Jiang Nengjie is a renowned independent filmmaker, documentarian, and director. He was born in Hunan province in 1985 and was member of the first generation left behind by parents looking for work in cities. In 2009 he established his Mianhuasha Film Studio and produced numerous documentary films featuring the countryside in China. In 2010, he made the documentary film The Road, which was nominated for the 7th China Documentary Film Festival. His most well-known film is Children at a Village School (2014), which is about village children left behind by their parents who go to the cities to work as migrant workers. It won Best Documentary Film in the 3rd Phoenix Documentary Awards. He has produced numerous films since then, including The Ninth Grade (2015), Anti-Japanese War Veteran (2015), Jia Yi (2016), The Sichuan Army Veteran Peng Guochen (2017), Yun Jie (2018), and others. His most recent documentary, Miners, the Horsekeeper and Pneumoconiosis (2019), has been very popular online due to the increasing public attention to health issues after the coronavirus outbreak. He is currently working on Rainbow Cruise, which is a documentary film about the LGBT community in China.

Director's statement

Evergreen Temple was not a film I specifically set out to shoot. I don't believe in Buddhism, but every time I went to the temple, I always gained something. After shooting for more than two months, I decided to make a feature film.

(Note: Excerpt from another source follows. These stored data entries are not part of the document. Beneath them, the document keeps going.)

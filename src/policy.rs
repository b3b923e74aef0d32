//! Per-field failure policy
//!
//! Batchers never hide a failed fetch. Whether a failed side-car lookup aborts
//! the response or is reported absent is decided here, by the component that
//! assembles the response.

use serde::{Deserialize, Serialize};
use tracing::warn;

use crate::Result;

/// What to do when the service owning a field cannot be reached
#[derive(Debug, Clone, Copy, PartialEq, Eq, Serialize, Deserialize)]
#[serde(rename_all = "lowercase")]
pub enum FieldPolicy {
    /// Propagate the failure and fail the whole response
    Required,
    /// Report the field absent and keep the rest of the response
    Optional,
}

impl FieldPolicy {
    /// Apply the policy to the outcome of a lookup.
    ///
    /// A missing record is `Ok(None)` under both policies; only failures differ.
    pub fn settle<T>(self, field: &'static str, outcome: Result<Option<T>>) -> Result<Option<T>> {
        match (self, outcome) {
            (_, Ok(value)) => Ok(value),
            (FieldPolicy::Optional, Err(err)) => {
                warn!(field, error = %err, "optional dependency failed, reporting field absent");
                Ok(None)
            }
            (FieldPolicy::Required, Err(err)) => Err(err),
        }
    }
}

/// Policies for the relations joined onto a robot
#[derive(Debug, Clone, Copy, PartialEq, Eq, Serialize, Deserialize)]
pub struct DependencyPolicy {
    pub owner: FieldPolicy,
    pub site: FieldPolicy,
    pub telemetry: FieldPolicy,
    pub alerts: FieldPolicy,
}

impl Default for DependencyPolicy {
    fn default() -> Self {
        Self {
            owner: FieldPolicy::Required,
            site: FieldPolicy::Required,
            telemetry: FieldPolicy::Optional,
            alerts: FieldPolicy::Optional,
        }
    }
}

impl DependencyPolicy {
    /// Every relation required; any failure fails the response
    pub fn strict() -> Self {
        Self {
            owner: FieldPolicy::Required,
            site: FieldPolicy::Required,
            telemetry: FieldPolicy::Required,
            alerts: FieldPolicy::Required,
        }
    }
}
//! Condition evaluation against inbound request facets.

use crate::expr;
use crate::model::{Condition, ConditionOperator, ConditionSource};
use regex::Regex;
use serde_json::Value;
use std::collections::HashMap;
use tracing::warn;

/// The request data conditions and templates can see.
#[derive(Debug, Clone, Default)]
pub struct RequestFacets {
    /// Upper-cased HTTP verb.
    pub method: String,
    /// Request path (leading slash).
    pub path: String,
    /// Decoded query parameters.
    pub query: HashMap<String, String>,
    /// Headers with lower-cased names.
    pub headers: HashMap<String, String>,
    /// Request body parsed as JSON, when it is JSON.
    pub body: Option<Value>,
    /// Route parameters; empty for mock-dispatched requests, which are
    /// matched by exact path.
    pub params: HashMap<String, String>,
    /// Raw body text, exposed to templates.
    pub raw_body: Option<String>,
}

impl RequestFacets {
    /// Case-insensitive header lookup.
    pub fn header(&self, name: &str) -> Option<&str> {
        self.headers.get(&name.to_lowercase()).map(String::as_str)
    }

    /// Top-level body field, with JSON null treated as absent.
    pub fn body_field(&self, key: &str) -> Option<&Value> {
        self.body
            .as_ref()
            .and_then(|b| b.get(key))
            .filter(|v| !v.is_null())
    }
}

/// String form used for operator comparisons: strings compare by content,
/// everything else by its JSON serialization.
pub fn stringify(value: &Value) -> String {
    match value {
        Value::String(s) => s.clone(),
        other => other.to_string(),
    }
}

/// Evaluate one condition. Expression faults log and count as false.
pub fn evaluate(condition: &Condition, facets: &RequestFacets) -> bool {
    if condition.source == ConditionSource::Script {
        let source = stringify(&condition.value);
        return match expr::eval_predicate(&source, facets) {
            Ok(result) => result,
            Err(err) => {
                warn!(error = %err, expression = %source, "condition expression failed");
                false
            }
        };
    }

    let actual: Option<String> = match condition.source {
        ConditionSource::Query => facets.query.get(&condition.key).cloned(),
        ConditionSource::Header => facets.header(&condition.key).map(str::to_string),
        ConditionSource::Body => facets.body_field(&condition.key).map(stringify),
        ConditionSource::Param => facets.params.get(&condition.key).cloned(),
        ConditionSource::Script => unreachable!("handled above"),
    };
    let expected = stringify(&condition.value);

    match condition.operator {
        ConditionOperator::Equals => actual.as_deref() == Some(expected.as_str()),
        ConditionOperator::NotEquals => actual.as_deref() != Some(expected.as_str()),
        ConditionOperator::Contains => actual.unwrap_or_default().contains(&expected),
        ConditionOperator::Exists => actual.is_some(),
        ConditionOperator::NotExists => actual.is_none(),
        ConditionOperator::Regex => match Regex::new(&expected) {
            Ok(re) => re.is_match(actual.as_deref().unwrap_or("")),
            Err(_) => false,
        },
        ConditionOperator::Unknown => false,
    }
}

/// Parse a query string into decoded key-value pairs.
pub fn parse_query_string(query: &str) -> HashMap<String, String> {
    let mut params = HashMap::new();

    for part in query.split('&') {
        if part.is_empty() {
            continue;
        }
        if let Some((key, value)) = part.split_once('=') {
            params.insert(url_decode(key), url_decode(value));
        } else {
            params.insert(url_decode(part), String::new());
        }
    }

    params
}

fn url_decode(s: &str) -> String {
    // Percent escapes carry raw bytes; a multi-byte UTF-8 character spans
    // several of them, so decode into bytes first and re-validate at the end.
    let mut bytes = Vec::with_capacity(s.len());
    let mut chars = s.chars().peekable();

    while let Some(ch) = chars.next() {
        if ch == '%' {
            let hex: String = chars.by_ref().take(2).collect();
            if hex.len() == 2 {
                if let Ok(byte) = u8::from_str_radix(&hex, 16) {
                    bytes.push(byte);
                    continue;
                }
            }
            bytes.push(b'%');
            bytes.extend_from_slice(hex.as_bytes());
        } else if ch == '+' {
            bytes.push(b' ');
        } else {
            let mut buf = [0u8; 4];
            bytes.extend_from_slice(ch.encode_utf8(&mut buf).as_bytes());
        }
    }

    String::from_utf8_lossy(&bytes).into_owned()
}
//! Latency and failure injection, applied before any rule evaluation.

use crate::model::MockDefinition;
use serde_json::{json, Value};
use tracing::info;

/// Generic body served when the probabilistic fault trips.
pub fn injected_fault_body() -> Value {
    json!({
        "status": "error",
        "code": "INJECTED_FAULT",
        "message": "Randomly simulated server error",
    })
}

/// Sleep the configured latency, then draw against `fail_rate`.
///
/// Returns `true` when the request must short-circuit to a fixed 500
/// before any matching or synthesis happens. The sleep suspends only this
/// request; other requests keep being served.
pub async fn apply(mock: &MockDefinition) -> bool {
    if mock.latency > 0 {
        tokio::time::sleep(tokio::time::Duration::from_millis(mock.latency)).await;
    }

    if mock.fail_rate > 0 {
        let draw = {
            use rand::Rng;
            rand::thread_rng().gen_range(0..100u8)
        };
        if draw < mock.fail_rate {
            info!(
                mock = %mock.id,
                method = %mock.method,
                path = %mock.path,
                "injected fault"
            );
            return true;
        }
    }

    false
}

In fact, what I am interested in is not Buddhism, but the past and present lives of the old people in Antang. I try to connect their past and present life through Changchun An. I just want to record something of these old people and tell us, the younger generations, or myself, how our older generations lived.

The first four parts (1949-1952), (1953-1958), (1959-1962) and (1966-1976) I deliberately made it in black and white, because that era is very strange to those of us born in the 1980s and 1990s. The impression in my mind of that era is very abstract, although that period of history is not far away from us. Perhaps the occurrence of a disaster is not terrible, but what is truly terrible is that the root cause of the disaster cannot be studied and summarized in depth after the disaster.